Courtland se acercó a la pared que tenía la pantalla de televisión y pulsó un botón. De repente apareció una imagen que mostraba una oficina con una mesa y una silla. Había un hombre sentado en la silla con las manos esposadas a la espalda y tenía los ojos tapados. Era Rudy. Un segundo hombre estaba detrás de él y estaba apuntando la nuca de mi amigo con una pistola.

La ira rugía en mi cabeza y el corazón me latía en la garganta como intentando escapar. Me costó todo lo que tenía y más permanecer allí de pie y morderme la lengua.

Después de un rato, Church dijo:

—Dígame por qué no debería ordenarle al sargento que le meta dos balas en la cabeza al doctor Sanchez.

Me obligué a mí mismo a no mirar a la pantalla.

—Si él muere, usted también —dije.

—Me aburro —dijo—. Inténtelo de nuevo.

—¿Qué ganaría su organización matándolo? Es inocente, es un civil.

—Dejó de ser un civil cuando usted le habló del DCM y de nuestro paciente cero. Usted le puso esa arma en la cabeza, señor Ledger.

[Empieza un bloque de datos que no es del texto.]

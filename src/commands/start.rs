//! Get-or-start a sandbox by id.

use anyhow::{Context, Result};

use sandboxer::config::Config;
use sandboxer::sandbox::{get_or_start_sandbox, provider_from_config};

pub async fn run(config: &Config, sandbox_id: &str) -> Result<()> {
    let provider = provider_from_config(config).context("Failed to set up sandbox provider")?;

    let sandbox = get_or_start_sandbox(provider.as_ref(), sandbox_id)
        .await
        .with_context(|| format!("Failed to get or start sandbox {sandbox_id}"))?;

    print!(
        "{}",
        super::format_sandbox(&format!("Sandbox ready ({})", provider.name()), &sandbox)
    );
    Ok(())
}
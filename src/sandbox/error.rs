//! Domain-specific error types for sandbox operations.
//!
//! Typed errors enable callers to match on specific failure modes
//! rather than parsing error message strings.

/// Errors that can occur while provisioning or resolving sandboxes.
#[derive(Debug, thiserror::Error)]
pub enum SandboxError {
    /// The sandbox provider could not be reached at all.
    #[error("Sandbox provider is not available: {message}")]
    ProviderUnavailable {
        /// Transport-level failure description.
        message: String,
    },

    /// The provider has no sandbox with this id.
    #[error("Sandbox not found: {sandbox_id}")]
    NotFound {
        /// The id that was looked up.
        sandbox_id: String,
    },

    /// The provider answered with a non-success status.
    #[error("Sandbox provider returned {status}: {body}")]
    Api {
        /// HTTP status code.
        status: u16,
        /// Response body, as text.
        body: String,
    },

    /// A provider or store response could not be decoded.
    #[error("Failed to decode response: {message}")]
    Decode {
        /// Decoder failure description.
        message: String,
    },

    /// The project store has no record for this project.
    #[error("Project {project_id} not found")]
    ProjectNotFound {
        /// The project id that was looked up.
        project_id: String,
    },

    /// The project exists but carries no sandbox reference.
    #[error("No sandbox found for project {project_id}")]
    NoSandboxForProject {
        /// The project id whose record lacks a sandbox id.
        project_id: String,
    },

    /// A tool accessor was used before the sandbox was resolved.
    #[error("{what} not initialized. Call ensure_sandbox() first.")]
    NotInitialized {
        /// Which piece of cached state was requested.
        what: &'static str,
    },

    /// The project store request failed.
    #[error("Project store request failed: {message}")]
    Store {
        /// Store failure description.
        message: String,
    },

    /// Writing user-facing output failed.
    #[error("Failed to write output: {0}")]
    Output(#[from] std::io::Error),
}

impl SandboxError {
    /// Creates a `ProviderUnavailable` error.
    pub fn provider_unavailable(message: impl Into<String>) -> Self {
        Self::ProviderUnavailable {
            message: message.into(),
        }
    }

    /// Creates a `NotFound` error.
    pub fn not_found(sandbox_id: impl Into<String>) -> Self {
        Self::NotFound {
            sandbox_id: sandbox_id.into(),
        }
    }

    /// Creates an `Api` error from a status code and body.
    pub fn api(status: u16, body: impl Into<String>) -> Self {
        Self::Api {
            status,
            body: body.into(),
        }
    }

    /// Creates a `Decode` error.
    pub fn decode(message: impl Into<String>) -> Self {
        Self::Decode {
            message: message.into(),
        }
    }

    /// Creates a `ProjectNotFound` error.
    pub fn project_not_found(project_id: impl Into<String>) -> Self {
        Self::ProjectNotFound {
            project_id: project_id.into(),
        }
    }

    /// Creates a `NoSandboxForProject` error.
    pub fn no_sandbox_for_project(project_id: impl Into<String>) -> Self {
        Self::NoSandboxForProject {
            project_id: project_id.into(),
        }
    }

    /// Creates a `NotInitialized` error.
    pub fn not_initialized(what: &'static str) -> Self {
        Self::NotInitialized { what }
    }

    /// Creates a `Store` error.
    pub fn store(message: impl Into<String>) -> Self {
        Self::Store {
            message: message.into(),
        }
    }

    /// Returns true if the provider reported the sandbox as missing.
    pub fn is_not_found(&self) -> bool {
        matches!(self, Self::NotFound { .. })
    }

    /// Returns true if the project lookup failed on a missing record or
    /// missing sandbox reference.
    pub fn is_missing_reference(&self) -> bool {
        matches!(
            self,
            Self::ProjectNotFound { .. } | Self::NoSandboxForProject { .. }
        )
    }

    /// Returns true if an accessor was used before resolution.
    pub fn is_not_initialized(&self) -> bool {
        matches!(self, Self::NotInitialized { .. })
    }
}

/// Result alias for sandbox operations.
pub type Result<T> = std::result::Result<T, SandboxError>;
//! Create a new sandbox with the standard browser/VNC environment.

use anyhow::{Context, Result};
use colored::Colorize;

use sandboxer::config::Config;
use sandboxer::sandbox::{create_sandbox, provider_from_config};

/// Random VNC password for when none is given.
pub fn generate_password() -> String {
    uuid::Uuid::new_v4().simple().to_string()
}

pub async fn run(config: &Config, password: Option<String>, label: Option<String>) -> Result<()> {
    let provider = provider_from_config(config).context("Failed to set up sandbox provider")?;
    let generated = password.is_none();
    let password = password.unwrap_or_else(generate_password);

    let sandbox = create_sandbox(provider.as_ref(), config, &password, label.as_deref())
        .await
        .context("Failed to create sandbox")?;

    print!("{}", super::format_sandbox("Sandbox created", &sandbox));
    if generated {
        println!("  Password:   {}", password.cyan());
    }
    Ok(())
}
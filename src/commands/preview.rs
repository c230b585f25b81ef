//! Print the preview URL for a sandbox port.

use anyhow::{Context, Result};
use colored::Colorize;

use sandboxer::config::Config;
use sandboxer::sandbox::provider_from_config;

pub async fn run(config: &Config, sandbox_id: &str, port: u16) -> Result<()> {
    let provider = provider_from_config(config).context("Failed to set up sandbox provider")?;

    let sandbox = provider
        .get(sandbox_id)
        .await
        .with_context(|| format!("Failed to fetch sandbox {sandbox_id}"))?;
    let link = provider
        .get_preview_link(&sandbox, port)
        .await
        .with_context(|| format!("Failed to get preview link for port {port}"))?;

    if link.url.is_empty() {
        println!("\n{} No preview URL for port {}.", "ℹ".blue(), port);
        return Ok(());
    }

    println!("{}", link.url.green());
    if let Some(token) = link.token {
        println!("  Token: {}", token.cyan());
    }
    Ok(())
}
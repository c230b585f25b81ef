//! No-op provider for running with sandboxing disabled.

use async_trait::async_trait;

use super::error::Result;
use super::types::{
    CreateSandboxParams, PreviewLink, SandboxHandle, SandboxState, SessionCommand,
    SessionExecuteRequest,
};
use super::SandboxProvider;

/// A provider that never talks to anything.
///
/// Useful for:
/// - Running tools locally with `[sandbox] enabled = false`
/// - Tests that need a `SandboxProvider` but no network
#[derive(Debug, Default, Clone)]
pub struct NoopProvider;

impl NoopProvider {
    /// Creates a new `NoopProvider`.
    pub fn new() -> Self {
        Self
    }
}

#[async_trait]
impl SandboxProvider for NoopProvider {
    fn name(&self) -> &'static str {
        "Disabled"
    }

    async fn create(&self, _params: &CreateSandboxParams) -> Result<SandboxHandle> {
        // Empty id signals that nothing was provisioned
        Ok(SandboxHandle::new(String::new(), SandboxState::Active))
    }

    async fn get(&self, sandbox_id: &str) -> Result<SandboxHandle> {
        Ok(SandboxHandle::new(sandbox_id, SandboxState::Active))
    }

    async fn start(&self, _sandbox: &SandboxHandle) -> Result<()> {
        Ok(())
    }

    async fn create_session(&self, _sandbox: &SandboxHandle, _session_id: &str) -> Result<()> {
        Ok(())
    }

    async fn execute_session_command(
        &self,
        _sandbox: &SandboxHandle,
        _session_id: &str,
        _request: &SessionExecuteRequest,
    ) -> Result<SessionCommand> {
        Ok(SessionCommand::default())
    }

    async fn get_preview_link(&self, _sandbox: &SandboxHandle, _port: u16) -> Result<PreviewLink> {
        Ok(PreviewLink::default())
    }
}
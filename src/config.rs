use anyhow::{Context, Result};
use serde::{Deserialize, Serialize};
use std::fs;
use std::path::{Path, PathBuf};
use tracing::{debug, warn};

use crate::sandbox::SandboxResources;

/// File name searched for in the working directory and the user config dir.
pub const CONFIG_FILE: &str = "sandboxer.toml";

/// Top-level configuration.
#[derive(Debug, Clone, Default, Serialize, Deserialize)]
pub struct Config {
    /// Remote sandbox provider connection.
    #[serde(default)]
    pub provider: ProviderConfig,
    /// Project record store connection.
    #[serde(default)]
    pub store: StoreConfig,
    /// Sandbox creation settings.
    #[serde(default)]
    pub sandbox: SandboxConfig,
}

/// Remote sandbox provider connection settings.
#[derive(Debug, Clone, Serialize, Deserialize)]
pub struct ProviderConfig {
    /// API key, sent as a bearer token.
    /// Env: `DAYTONA_API_KEY`
    #[serde(default)]
    pub api_key: Option<String>,

    /// Provider API base URL.
    /// Env: `DAYTONA_SERVER_URL`
    #[serde(default)]
    pub server_url: Option<String>,

    /// Region/target new sandboxes are placed in.
    /// Env: `DAYTONA_TARGET`
    #[serde(default)]
    pub target: Option<String>,

    /// Per-request timeout in seconds
    #[serde(default = "default_timeout_secs")]
    pub timeout_secs: u64,
}

impl Default for ProviderConfig {
    fn default() -> Self {
        Self {
            api_key: None,
            server_url: None,
            target: None,
            timeout_secs: default_timeout_secs(),
        }
    }
}

/// Project store (PostgREST) connection settings.
#[derive(Debug, Clone, Serialize, Deserialize)]
pub struct StoreConfig {
    /// Base URL of the store, without the `/rest/v1` suffix.
    /// Env: `SUPABASE_URL`
    #[serde(default)]
    pub url: Option<String>,

    /// Service key, sent both as `apikey` and bearer token.
    /// Env: `SUPABASE_SERVICE_ROLE_KEY`
    #[serde(default)]
    pub key: Option<String>,

    /// Table holding project records
    #[serde(default = "default_table")]
    pub table: String,
}

impl Default for StoreConfig {
    fn default() -> Self {
        Self {
            url: None,
            key: None,
            table: default_table(),
        }
    }
}

/// Settings applied to every sandbox this crate creates.
#[derive(Debug, Clone, Serialize, Deserialize)]
pub struct SandboxConfig {
    /// When false, every provider call is a no-op
    #[serde(default = "default_true")]
    pub enabled: bool,

    /// Image new sandboxes boot from
    #[serde(default = "default_image")]
    pub image: String,

    /// Whether preview links are reachable without a token
    #[serde(default = "default_true")]
    pub public: bool,

    /// Resource request
    #[serde(default)]
    pub resources: SandboxResources,

    /// Working directory inside the sandbox
    #[serde(default = "default_workspace_path")]
    pub workspace_path: String,
}

impl Default for SandboxConfig {
    fn default() -> Self {
        Self {
            enabled: true,
            image: default_image(),
            public: true,
            resources: SandboxResources::default(),
            workspace_path: default_workspace_path(),
        }
    }
}

// Default value functions
fn default_true() -> bool {
    true
}

fn default_timeout_secs() -> u64 {
    30
}

fn default_table() -> String {
    "projects".to_string()
}

fn default_image() -> String {
    "adamcohenhillel/kortix-suna:0.0.20".to_string()
}

fn default_workspace_path() -> String {
    "/workspace".to_string()
}

impl Config {
    /// Load configuration, then apply environment overrides.
    ///
    /// An explicit `path` must exist. Without one, `sandboxer.toml` is looked
    /// up in `project_dir` and then in the user config directory; defaults
    /// are used when neither exists.
    pub fn load(project_dir: &Path, path: Option<&Path>) -> Result<Self> {
        let mut config = match path {
            Some(path) => Self::from_file(path)?,
            None => match Self::locate(project_dir) {
                Some(found) => Self::from_file(&found)?,
                None => {
                    debug!("No {} found, using defaults", CONFIG_FILE);
                    Self::default()
                }
            },
        };

        config.apply_env(|key| std::env::var(key).ok());
        config.warn_missing();
        Ok(config)
    }

    fn locate(project_dir: &Path) -> Option<PathBuf> {
        let local = project_dir.join(CONFIG_FILE);
        if local.exists() {
            return Some(local);
        }

        let user = dirs::config_dir()?.join("sandboxer").join(CONFIG_FILE);
        user.exists().then_some(user)
    }

    /// Parse a config file.
    pub fn from_file(path: &Path) -> Result<Self> {
        let content = fs::read_to_string(path)
            .with_context(|| format!("Failed to read config file: {}", path.display()))?;

        let config: Self = toml::from_str(&content)
            .with_context(|| format!("Failed to parse config file: {}", path.display()))?;

        debug!("Loaded config from {}", path.display());
        Ok(config)
    }

    /// Override file values with environment variables, when set and non-empty.
    pub fn apply_env(&mut self, lookup: impl Fn(&str) -> Option<String>) {
        let get = |key: &str| lookup(key).filter(|v| !v.is_empty());

        if let Some(v) = get("DAYTONA_API_KEY") {
            self.provider.api_key = Some(v);
        }
        if let Some(v) = get("DAYTONA_SERVER_URL") {
            self.provider.server_url = Some(v);
        }
        if let Some(v) = get("DAYTONA_TARGET") {
            self.provider.target = Some(v);
        }
        if let Some(v) = get("SUPABASE_URL") {
            self.store.url = Some(v);
        }
        if let Some(v) = get("SUPABASE_SERVICE_ROLE_KEY") {
            self.store.key = Some(v);
        }
    }

    /// Log which provider settings are missing. Nothing fails here; the
    /// provider rejects requests later if it needs them.
    pub fn warn_missing(&self) {
        if !self.sandbox.enabled {
            debug!("Sandbox provider disabled; skipping provider checks");
            return;
        }

        if self.provider.api_key.is_some() {
            debug!("Sandbox provider API key configured");
        } else {
            warn!("No sandbox provider API key found (DAYTONA_API_KEY)");
        }

        match &self.provider.server_url {
            Some(url) => debug!("Sandbox provider URL set to: {}", url),
            None => warn!("No sandbox provider URL found (DAYTONA_SERVER_URL)"),
        }

        match &self.provider.target {
            Some(target) => debug!("Sandbox provider target set to: {}", target),
            None => warn!("No sandbox provider target found (DAYTONA_TARGET)"),
        }
    }
}
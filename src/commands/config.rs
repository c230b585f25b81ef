//! Show the effective configuration after file and environment merging.

use anyhow::{Context, Result};

use sandboxer::config::Config;

const REDACTED: &str = "<redacted>";

/// Copy of `config` with credentials masked.
pub fn redacted(config: &Config) -> Config {
    let mut shown = config.clone();
    if shown.provider.api_key.is_some() {
        shown.provider.api_key = Some(REDACTED.to_string());
    }
    if shown.store.key.is_some() {
        shown.store.key = Some(REDACTED.to_string());
    }
    shown
}

pub fn run(config: &Config) -> Result<()> {
    let rendered =
        toml::to_string_pretty(&redacted(config)).context("Failed to serialize config")?;
    print!("{rendered}");
    Ok(())
}
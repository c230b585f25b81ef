//! Get-or-start resolution and creation of sandboxes.
//!
//! Every failure is logged here and returned unchanged. There is no retry:
//! callers decide what a failed provision means for them.

use std::collections::BTreeMap;
use tracing::{debug, error, info};

use super::error::{Result, SandboxError};
use super::network::exposed_ports;
use super::types::{CreateSandboxParams, SandboxHandle, SessionExecuteRequest};
use super::SandboxProvider;
use crate::config::Config;

/// Session that hosts the in-sandbox process supervisor.
pub const SUPERVISORD_SESSION: &str = "supervisord-session";

/// Runs supervisord in the foreground so the session owns it.
pub const SUPERVISORD_COMMAND: &str =
    "exec /usr/bin/supervisord -n -c /etc/supervisor/conf.d/supervisord.conf";

/// Fetch a sandbox, starting it first if it is stopped or archived.
///
/// Active and unknown states are returned untouched. A started sandbox is
/// re-fetched so the returned handle reflects its new state, and gets a
/// fresh supervisord session.
pub async fn get_or_start_sandbox(
    provider: &dyn SandboxProvider,
    sandbox_id: &str,
) -> Result<SandboxHandle> {
    info!("Getting or starting sandbox with ID: {}", sandbox_id);

    match resolve(provider, sandbox_id).await {
        Ok(sandbox) => {
            info!("Sandbox {} is ready", sandbox_id);
            Ok(sandbox)
        }
        Err(e) => {
            error!("Error retrieving or starting sandbox: {}", e);
            Err(e)
        }
    }
}

async fn resolve(provider: &dyn SandboxProvider, sandbox_id: &str) -> Result<SandboxHandle> {
    let sandbox = provider.get(sandbox_id).await?;
    if !sandbox.state.needs_start() {
        return Ok(sandbox);
    }

    info!("Sandbox is in {} state. Starting...", sandbox.state);
    restart(provider, &sandbox)
        .await
        .inspect_err(|e| error!("Error starting sandbox: {}", e))
}

async fn restart(provider: &dyn SandboxProvider, sandbox: &SandboxHandle) -> Result<SandboxHandle> {
    provider.start(sandbox).await?;
    let sandbox = provider.get(&sandbox.id).await?;
    start_supervisord_session(provider, &sandbox).await?;
    Ok(sandbox)
}

/// Create the supervisord session and launch supervisord in it without
/// waiting for it to exit.
pub async fn start_supervisord_session(
    provider: &dyn SandboxProvider,
    sandbox: &SandboxHandle,
) -> Result<()> {
    let session_id = SUPERVISORD_SESSION;

    let launch = async {
        info!("Creating session {} for supervisord", session_id);
        provider.create_session(sandbox, session_id).await?;
        provider
            .execute_session_command(
                sandbox,
                session_id,
                &SessionExecuteRequest {
                    command: SUPERVISORD_COMMAND.to_string(),
                    run_async: true,
                },
            )
            .await?;
        info!("Supervisord started in session {}", session_id);
        Ok::<_, SandboxError>(())
    };

    launch
        .await
        .inspect_err(|e| error!("Error starting supervisord session: {}", e))
}

/// Build the fixed creation request for a new sandbox.
///
/// `label_id` becomes the `id` label; no labels are sent when it is absent
/// or empty.
pub fn sandbox_params(
    config: &Config,
    password: &str,
    label_id: Option<&str>,
) -> CreateSandboxParams {
    let labels = label_id
        .filter(|id| !id.is_empty())
        .map(|id| BTreeMap::from([("id".to_string(), id.to_string())]));

    let env = [
        ("CHROME_PERSISTENT_SESSION", "true"),
        ("RESOLUTION", "1024x768x24"),
        ("RESOLUTION_WIDTH", "1024"),
        ("RESOLUTION_HEIGHT", "768"),
        ("VNC_PASSWORD", password),
        ("ANONYMIZED_TELEMETRY", "false"),
        ("CHROME_PATH", ""),
        ("CHROME_USER_DATA", ""),
        ("CHROME_DEBUGGING_PORT", "9222"),
        ("CHROME_DEBUGGING_HOST", "localhost"),
        ("CHROME_CDP", ""),
    ]
    .into_iter()
    .map(|(k, v)| (k.to_string(), v.to_string()))
    .collect();

    CreateSandboxParams {
        image: config.sandbox.image.clone(),
        public: config.sandbox.public,
        labels,
        env,
        ports: exposed_ports(),
        resources: config.sandbox.resources,
        target: config.provider.target.clone(),
    }
}

/// Create a sandbox with the fixed browser/VNC environment and start its
/// supervisord session.
pub async fn create_sandbox(
    provider: &dyn SandboxProvider,
    config: &Config,
    password: &str,
    label_id: Option<&str>,
) -> Result<SandboxHandle> {
    debug!("Creating new sandbox environment");
    debug!("Configuring sandbox with image {}", config.sandbox.image);

    let params = sandbox_params(config, password, label_id);
    let sandbox = provider.create(&params).await?;
    debug!("Sandbox created with ID: {}", sandbox.id);

    start_supervisord_session(provider, &sandbox).await?;
    debug!("Sandbox environment successfully initialized");
    Ok(sandbox)
}

#[cfg(test)]
mod tests {
    use super::*;
    use crate::sandbox::mock::{Call, FailOn, MockProvider};
    use crate::sandbox::{SandboxResources, SandboxState};

    fn supervisord_calls(id: &str) -> Vec<Call> {
        vec![
            Call::CreateSession(id.to_string(), SUPERVISORD_SESSION.to_string()),
            Call::Execute(
                id.to_string(),
                SUPERVISORD_SESSION.to_string(),
                SessionExecuteRequest {
                    command: SUPERVISORD_COMMAND.to_string(),
                    run_async: true,
                },
            ),
        ]
    }

    #[tokio::test]
    async fn test_active_sandbox_is_returned_without_start() {
        let mock = MockProvider::with_state(SandboxState::Active);
        let handle = get_or_start_sandbox(&mock, "sb-1").await.unwrap();

        assert_eq!(handle.id, "sb-1");
        assert_eq!(handle.state, SandboxState::Active);
        assert_eq!(mock.calls(), vec![Call::Get("sb-1".to_string())]);
    }

    #[tokio::test]
    async fn test_unknown_state_is_returned_without_start() {
        let mock = MockProvider::with_state(SandboxState::Unknown);
        let handle = get_or_start_sandbox(&mock, "sb-1").await.unwrap();

        assert_eq!(handle.state, SandboxState::Unknown);
        assert_eq!(mock.count(|c| matches!(c, Call::Start(_))), 0);
    }

    #[tokio::test]
    async fn test_stopped_sandbox_is_started_refetched_and_supervised() {
        let mock = MockProvider::new(vec![SandboxState::Stopped, SandboxState::Active]);
        let handle = get_or_start_sandbox(&mock, "sb-1").await.unwrap();

        assert_eq!(handle.state, SandboxState::Active);
        let mut expected = vec![
            Call::Get("sb-1".to_string()),
            Call::Start("sb-1".to_string()),
            Call::Get("sb-1".to_string()),
        ];
        expected.extend(supervisord_calls("sb-1"));
        assert_eq!(mock.calls(), expected);
    }

    #[tokio::test]
    async fn test_archived_sandbox_is_started() {
        let mock = MockProvider::new(vec![SandboxState::Archived, SandboxState::Active]);
        get_or_start_sandbox(&mock, "sb-2").await.unwrap();

        assert_eq!(mock.count(|c| matches!(c, Call::Start(_))), 1);
        assert_eq!(mock.count(|c| matches!(c, Call::CreateSession(..))), 1);
    }

    #[tokio::test]
    async fn test_get_failure_propagates() {
        let mock = MockProvider::with_state(SandboxState::Active).failing(FailOn::Get);
        let err = get_or_start_sandbox(&mock, "sb-1").await.unwrap_err();
        assert!(err.to_string().contains("mock Get failure"));
    }

    #[tokio::test]
    async fn test_start_failure_propagates_without_session() {
        let mock = MockProvider::with_state(SandboxState::Stopped).failing(FailOn::Start);
        let err = get_or_start_sandbox(&mock, "sb-1").await.unwrap_err();

        assert!(err.to_string().contains("mock Start failure"));
        assert_eq!(mock.count(|c| matches!(c, Call::CreateSession(..))), 0);
    }

    #[tokio::test]
    async fn test_supervisord_session_sequence() {
        let mock = MockProvider::with_state(SandboxState::Active);
        let handle = SandboxHandle::new("sb-3", SandboxState::Active);
        start_supervisord_session(&mock, &handle).await.unwrap();

        assert_eq!(mock.calls(), supervisord_calls("sb-3"));
    }

    #[tokio::test]
    async fn test_supervisord_session_failure_skips_command() {
        let mock = MockProvider::with_state(SandboxState::Active).failing(FailOn::CreateSession);
        let handle = SandboxHandle::new("sb-3", SandboxState::Active);
        assert!(start_supervisord_session(&mock, &handle).await.is_err());
        assert_eq!(mock.count(|c| matches!(c, Call::Execute(..))), 0);
    }

    #[tokio::test]
    async fn test_supervisord_command_failure_propagates() {
        let mock = MockProvider::with_state(SandboxState::Active).failing(FailOn::Execute);
        let handle = SandboxHandle::new("sb-3", SandboxState::Active);
        assert!(start_supervisord_session(&mock, &handle).await.is_err());
    }

    #[test]
    fn test_sandbox_params_fixed_configuration() {
        let mut config = Config::default();
        config.provider.target = Some("us".to_string());
        let params = sandbox_params(&config, "secret", None);

        assert_eq!(params.image, "adamcohenhillel/kortix-suna:0.0.20");
        assert!(params.public);
        assert!(params.labels.is_none());
        assert_eq!(params.ports, vec![6080, 5900, 5901, 9222, 8080, 8002]);
        assert_eq!(params.resources, SandboxResources { cpu: 2, memory: 4, disk: 5 });
        assert_eq!(params.target.as_deref(), Some("us"));
        assert_eq!(params.env.len(), 11);
        assert_eq!(params.env["VNC_PASSWORD"], "secret");
        assert_eq!(params.env["RESOLUTION"], "1024x768x24");
        assert_eq!(params.env["CHROME_DEBUGGING_PORT"], "9222");
        assert_eq!(params.env["CHROME_CDP"], "");
    }

    #[test]
    fn test_sandbox_params_label() {
        let params = sandbox_params(&Config::default(), "pw", Some("proj-7"));
        let labels = params.labels.unwrap();
        assert_eq!(labels.len(), 1);
        assert_eq!(labels["id"], "proj-7");

        let params = sandbox_params(&Config::default(), "pw", Some(""));
        assert!(params.labels.is_none());
    }

    #[tokio::test]
    async fn test_create_sandbox_starts_supervisord() {
        let mock = MockProvider::with_state(SandboxState::Active);
        let handle = create_sandbox(&mock, &Config::default(), "pw", Some("proj-1"))
            .await
            .unwrap();

        assert_eq!(handle.id, "sb-created");
        let calls = mock.calls();
        assert!(matches!(&calls[0], Call::Create(p) if p.env["VNC_PASSWORD"] == "pw"));
        assert_eq!(&calls[1..], supervisord_calls("sb-created").as_slice());
    }

    #[tokio::test]
    async fn test_create_failure_propagates() {
        let mock = MockProvider::with_state(SandboxState::Active).failing(FailOn::Create);
        assert!(create_sandbox(&mock, &Config::default(), "pw", None).await.is_err());
        assert_eq!(mock.count(|c| matches!(c, Call::CreateSession(..))), 0);
    }
}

—Eso no es más que mierda y lo sabe. Puede que el 11-S haya debilitado el respeto a la Constitución, pero no lo destrozó.

Church estiró las manos.

—Le repito mi pregunta. Dígame por qué no debería hacer que le disparasen al doctor Sanchez. Somos una organización secreta y estamos arriesgando al máximo. Nada, ni siquiera la Declaración de Derechos, importa más de lo que estamos haciendo. Y no exagero en absoluto.

Yo no dije nada.

—Señor Ledger, si los terroristas tuviesen un camión lleno de maletines con bombas nucleares en su interior y detonasen una de ellas en veinte ciudades del país, haría mucho menos daño a Estados Unidos en su conjunto y a su gente que si otro portador como Javad se mezclase con la población. Si se inicia una plaga de este tipo sería imposible detenerla. El índice de infección y el factor de agresión la harían incontrolable en minutos —dijo. Mascó chicle durante un minuto y luego repitió la última palabra—: Minutos.

Yo me mordí la lengua.

—Si no podemos contar con su total lealtad y cooperación entonces no nos sirve de nada. No me serviría de nada. —Podía sentir la fuerza de su mirada incluso detrás de sus gafas tintadas.

—¿Qué es lo que quiere?

—Tenemos muy poco tiempo, así que esto es lo que hay, señor Ledger: necesitamos poner en marcha un nuevo equipo táctico cuanto antes. Los militares normales e incluso nuestras fuerzas especiales estándar no son apropiados para esto por razones que discutiremos más tarde. La comandante Courtland ya tiene un equipo listo para salir; nuestro otro equipo está en la costa oeste trabajando en algo casi de igual importancia. No nos basta tener solo un equipo aquí. Necesito un tercer equipo. Necesito que sea riguroso y corre prisa. También necesito que alguien lidere ese equipo en el campo. He reducido la lista a seis candidatos. Otros cinco y usted.